Note:
This site is intended to be a helpful selection of resources related to technology, data, open government, and related laws in New York State. The information here is not guaranteed to be up-to-date, complete, or reliable.
Comma-Separated Values (CSV)
CSVs (and Tab Separated Values - TSVs) are plain-text, representing simple tables of information, comprised of rows and columns.
Pros
- Probably the most accessible open format. Anyone with basic spreadsheet tools (Microsoft Excel, Apple Numbers, Google Sheets, etc) can open CSVs and work with the data.
- There are many, many software libraries in almost all modern programming languages for working with this format.
- In terms of size, it is one of the more effective formats for transmitting large amounts of data, especially when compression is applied.
Cons
- They are not well-suited for representing multiple sets of data and showing relationships between them (no built-in support for nested data structures).
- While they might differentiate between strings and numbers fairly well, CSVs do not provide a mechanism for knowing if a given value is a date/time, boolean, or other type of data
- It cannot apply any rules for data consistency, such as requiring a data value to be only one of a specific list.
- The characters which are used for separators (usually commas) and data value encapsulation (usually double-quotation marks) commonly appear in data values, which therefore requires special handling. This handling is often done inconsistently across different software components which output the format, as well as those that read it.
- It is not especially human-readable.
JavaScript Object Notation (JSON)
JSON is an open standard format that uses human-readable text to transmit data objects consisting of attribute–value pairs. It is used primarily to transmit data between a server and web application, as an alternative to XML.
Pros
- It is a data format which is widely and consistently supported, particularly across a variety of web browsers and browser versions.
- Most modern programming languages have libraries to produce and consume it.
- Well suited for nested data structures. This allows data to be represented heirarchically, which can also substitute for truly relational data.
- Standardized rules for how numbers, strings, booleans, nested data objects, and others (excluding dates/times) are represented aids data consistency.
- Special handling for single and double-quote characters (which also serve as wrappers for string values) are well-documented and consistently applied between different software libraries.
- It is relatively human-readable.
Cons
- JSON is generally not usable by tools familiar to average computer users, though its popularity is increasing. Its flexibility in nesting data structures limits how much common tools will be able to gain from it.
- It cannot apply any rules for data consistency (unless used with JSON schema), such as requiring an array of objects to conform to a specific structure.
- In terms of size, it is not particularly efficient or compact. However, because it is plain text, it can be compressed quite well.
eXtensible Markup Language (XML)
Pros
- It is a data format which is widely used and consistently supported, particularly in machine-to-machine communications.
- Most modern programming languages have libaries to produce and consume it.
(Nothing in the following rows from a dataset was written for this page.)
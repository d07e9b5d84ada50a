//! Row-band decomposition of the grid across workers.

/// Half-open row interval `[lo, hi)` owned by one worker for a step.
#[derive(Debug, Clone, Copy, PartialEq, Eq)]
pub struct RowBand {
    pub lo: usize,
    pub hi: usize,
}

impl RowBand {
    #[inline]
    pub fn contains(&self, row: usize) -> bool {
        row >= self.lo && row < self.hi
    }

    #[inline]
    pub fn len(&self) -> usize {
        self.hi - self.lo
    }

    #[inline]
    pub fn is_empty(&self) -> bool {
        self.hi == self.lo
    }
}

/// Split `n` rows into `min(workers, n)` contiguous bands of `n / p` rows each,
/// the last band also taking the `n % p` leftover rows.
///
/// Returns an empty list when `n == 0`. `workers == 0` is treated as one worker.
pub fn partition_rows(n: usize, workers: usize) -> Vec<RowBand> {
    if n == 0 {
        return Vec::new();
    }
    let p = workers.clamp(1, n);
    let span = n / p;
    (0..p)
        .map(|k| {
            let lo = k * span;
            let hi = if k == p - 1 { n } else { (k + 1) * span };
            RowBand { lo, hi }
        })
        .collect()
}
- It is well-suited for nested data structures, allowing data to be represented hierarchically. It can also represent relational data, though support for this in software products varies considerably.
Cons
- Compared to JSON, XML is slightly more usable by tools familiar to average computer users. However, its flexibility in nesting data structures limits how much common tools will be able to gain from it.
- Although intended to be human readable, it generally isn’t.
- XML supports element attributes and element values, permitting inconsistency in how data is transmitted.
- XML does not (unless used in conjunction with an XML Schema Definition) provide the ability to determine the type of data based upon the way its value is represented.
- The characters which are used for element tags (usually less than and greater than symbols) may appear in data values, which therefore requires special handling. However, because this handling is part of a published standard, it is consistently applied across all software libraries that can read and write XML.
- In terms of size, it is not efficient or compact. However, because it is plain text, it can be compressed quite well.